**Exercise goal**: For each line below that holds the word "first", make a copy.

**Information**:
***

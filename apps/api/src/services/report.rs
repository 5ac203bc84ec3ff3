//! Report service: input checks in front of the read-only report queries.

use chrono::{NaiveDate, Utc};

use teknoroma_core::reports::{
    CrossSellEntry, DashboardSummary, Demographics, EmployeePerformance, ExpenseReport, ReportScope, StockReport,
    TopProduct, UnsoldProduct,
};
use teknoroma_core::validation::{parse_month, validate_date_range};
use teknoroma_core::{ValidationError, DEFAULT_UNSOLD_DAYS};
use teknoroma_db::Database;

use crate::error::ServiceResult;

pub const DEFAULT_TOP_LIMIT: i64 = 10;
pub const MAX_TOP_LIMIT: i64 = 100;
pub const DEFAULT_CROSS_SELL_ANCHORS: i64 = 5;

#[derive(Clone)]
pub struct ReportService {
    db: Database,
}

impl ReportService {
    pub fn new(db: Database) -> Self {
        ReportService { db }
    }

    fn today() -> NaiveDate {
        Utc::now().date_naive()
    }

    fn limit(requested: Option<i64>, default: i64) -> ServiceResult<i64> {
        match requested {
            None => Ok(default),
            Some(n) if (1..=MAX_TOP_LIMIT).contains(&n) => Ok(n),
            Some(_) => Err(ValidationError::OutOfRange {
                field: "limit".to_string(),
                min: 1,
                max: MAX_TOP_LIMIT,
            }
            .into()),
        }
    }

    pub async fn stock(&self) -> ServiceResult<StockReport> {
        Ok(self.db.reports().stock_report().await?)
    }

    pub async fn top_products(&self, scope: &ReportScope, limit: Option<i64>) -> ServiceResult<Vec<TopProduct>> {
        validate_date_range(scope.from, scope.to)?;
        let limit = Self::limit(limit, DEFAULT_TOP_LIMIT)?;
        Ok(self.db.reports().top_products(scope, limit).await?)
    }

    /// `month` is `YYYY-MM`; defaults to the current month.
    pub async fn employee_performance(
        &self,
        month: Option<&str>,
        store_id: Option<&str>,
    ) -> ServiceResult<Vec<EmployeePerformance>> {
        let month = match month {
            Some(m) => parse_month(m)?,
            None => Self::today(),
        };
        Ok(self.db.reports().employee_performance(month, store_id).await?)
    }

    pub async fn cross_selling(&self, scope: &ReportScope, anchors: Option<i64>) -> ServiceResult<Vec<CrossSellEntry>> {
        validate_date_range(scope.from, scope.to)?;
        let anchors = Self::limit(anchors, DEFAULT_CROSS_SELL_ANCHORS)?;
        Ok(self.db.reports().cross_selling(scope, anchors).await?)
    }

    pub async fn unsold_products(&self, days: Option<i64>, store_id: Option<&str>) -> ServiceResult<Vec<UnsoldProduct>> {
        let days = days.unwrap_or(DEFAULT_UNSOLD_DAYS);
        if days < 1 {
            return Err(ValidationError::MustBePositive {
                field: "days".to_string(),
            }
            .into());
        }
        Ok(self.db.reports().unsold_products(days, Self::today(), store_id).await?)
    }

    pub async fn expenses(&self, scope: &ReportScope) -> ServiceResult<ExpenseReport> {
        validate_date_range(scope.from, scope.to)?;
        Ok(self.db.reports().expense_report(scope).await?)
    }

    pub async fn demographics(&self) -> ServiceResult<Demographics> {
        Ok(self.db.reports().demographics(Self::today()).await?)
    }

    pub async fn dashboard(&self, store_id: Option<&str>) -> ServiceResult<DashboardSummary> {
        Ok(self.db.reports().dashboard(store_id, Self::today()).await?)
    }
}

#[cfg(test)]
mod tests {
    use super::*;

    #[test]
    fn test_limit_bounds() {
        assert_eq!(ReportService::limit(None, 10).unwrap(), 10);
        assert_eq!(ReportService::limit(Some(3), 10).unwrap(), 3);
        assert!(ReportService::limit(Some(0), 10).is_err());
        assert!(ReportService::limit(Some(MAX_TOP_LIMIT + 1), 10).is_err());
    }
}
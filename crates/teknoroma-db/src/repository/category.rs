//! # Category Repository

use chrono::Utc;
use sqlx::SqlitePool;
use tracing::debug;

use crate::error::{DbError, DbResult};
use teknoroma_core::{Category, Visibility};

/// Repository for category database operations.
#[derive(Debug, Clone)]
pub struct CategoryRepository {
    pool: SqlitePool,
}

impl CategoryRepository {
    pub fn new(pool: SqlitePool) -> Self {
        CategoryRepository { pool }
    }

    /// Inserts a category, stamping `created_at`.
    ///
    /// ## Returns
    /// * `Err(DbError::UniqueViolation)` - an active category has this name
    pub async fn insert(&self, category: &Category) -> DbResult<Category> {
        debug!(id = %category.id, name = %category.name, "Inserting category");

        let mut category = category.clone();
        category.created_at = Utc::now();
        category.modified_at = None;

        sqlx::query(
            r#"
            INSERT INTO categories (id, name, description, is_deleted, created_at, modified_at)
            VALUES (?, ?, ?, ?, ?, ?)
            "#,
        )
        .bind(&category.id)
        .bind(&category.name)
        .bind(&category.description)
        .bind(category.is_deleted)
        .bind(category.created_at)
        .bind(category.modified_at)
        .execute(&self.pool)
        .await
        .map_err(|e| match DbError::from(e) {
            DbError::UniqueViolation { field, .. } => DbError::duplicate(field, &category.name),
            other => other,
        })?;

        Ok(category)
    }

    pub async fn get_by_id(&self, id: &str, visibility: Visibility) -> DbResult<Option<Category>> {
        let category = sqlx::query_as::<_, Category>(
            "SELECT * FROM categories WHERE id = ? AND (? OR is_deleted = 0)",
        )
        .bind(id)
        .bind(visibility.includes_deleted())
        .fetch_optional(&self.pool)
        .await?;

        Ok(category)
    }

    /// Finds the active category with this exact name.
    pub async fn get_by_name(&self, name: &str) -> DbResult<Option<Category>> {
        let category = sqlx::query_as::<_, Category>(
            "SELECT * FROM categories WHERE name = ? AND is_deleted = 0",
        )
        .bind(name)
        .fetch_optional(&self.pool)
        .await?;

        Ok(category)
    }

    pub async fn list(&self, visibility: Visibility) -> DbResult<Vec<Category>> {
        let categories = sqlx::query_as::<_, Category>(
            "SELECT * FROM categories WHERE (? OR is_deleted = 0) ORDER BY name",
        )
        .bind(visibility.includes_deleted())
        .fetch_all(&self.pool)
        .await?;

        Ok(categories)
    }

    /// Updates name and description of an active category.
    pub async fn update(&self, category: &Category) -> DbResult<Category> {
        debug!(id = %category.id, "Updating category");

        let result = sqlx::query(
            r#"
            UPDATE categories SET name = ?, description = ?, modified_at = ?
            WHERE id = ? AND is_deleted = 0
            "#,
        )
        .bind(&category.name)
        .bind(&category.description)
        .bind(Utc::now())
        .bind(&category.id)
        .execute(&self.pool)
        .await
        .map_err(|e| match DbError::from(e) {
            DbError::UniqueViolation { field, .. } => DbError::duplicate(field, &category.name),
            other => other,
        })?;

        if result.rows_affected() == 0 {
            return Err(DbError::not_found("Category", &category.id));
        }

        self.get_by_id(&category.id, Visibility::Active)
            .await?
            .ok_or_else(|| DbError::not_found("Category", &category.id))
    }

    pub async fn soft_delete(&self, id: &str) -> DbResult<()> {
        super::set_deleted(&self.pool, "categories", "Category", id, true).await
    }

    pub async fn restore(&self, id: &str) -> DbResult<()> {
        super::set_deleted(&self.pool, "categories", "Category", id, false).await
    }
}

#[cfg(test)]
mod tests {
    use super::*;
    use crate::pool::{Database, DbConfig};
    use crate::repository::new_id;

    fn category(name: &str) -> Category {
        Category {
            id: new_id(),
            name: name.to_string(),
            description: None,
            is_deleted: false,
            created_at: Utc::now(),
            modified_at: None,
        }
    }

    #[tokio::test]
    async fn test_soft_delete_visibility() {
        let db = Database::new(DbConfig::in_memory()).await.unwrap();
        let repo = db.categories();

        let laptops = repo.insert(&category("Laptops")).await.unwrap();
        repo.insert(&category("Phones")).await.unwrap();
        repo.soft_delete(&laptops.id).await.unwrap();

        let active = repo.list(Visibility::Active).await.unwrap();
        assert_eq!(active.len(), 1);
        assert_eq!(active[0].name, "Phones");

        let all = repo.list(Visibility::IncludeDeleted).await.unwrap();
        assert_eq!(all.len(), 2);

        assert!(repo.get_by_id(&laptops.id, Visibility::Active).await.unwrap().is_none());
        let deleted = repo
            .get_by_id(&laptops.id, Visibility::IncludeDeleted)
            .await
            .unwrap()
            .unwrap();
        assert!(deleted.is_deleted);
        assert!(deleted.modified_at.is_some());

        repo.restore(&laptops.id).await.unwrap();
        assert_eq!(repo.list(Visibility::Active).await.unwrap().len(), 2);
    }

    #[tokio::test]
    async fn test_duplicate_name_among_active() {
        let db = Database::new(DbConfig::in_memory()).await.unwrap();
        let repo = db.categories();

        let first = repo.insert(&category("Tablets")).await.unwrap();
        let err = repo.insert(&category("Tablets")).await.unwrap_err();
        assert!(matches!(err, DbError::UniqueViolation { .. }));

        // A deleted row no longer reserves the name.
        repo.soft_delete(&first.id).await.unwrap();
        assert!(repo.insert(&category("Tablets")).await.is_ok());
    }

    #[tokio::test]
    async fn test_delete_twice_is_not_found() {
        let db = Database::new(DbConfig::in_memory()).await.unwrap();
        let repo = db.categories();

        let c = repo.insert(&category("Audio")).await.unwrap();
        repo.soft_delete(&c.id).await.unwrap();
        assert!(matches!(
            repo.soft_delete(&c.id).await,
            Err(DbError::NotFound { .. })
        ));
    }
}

***

**Solved problem**:
        let first = repo.insert(&category("Tablets")).await.unwrap();
        repo.soft_delete(&first.id).await.unwrap();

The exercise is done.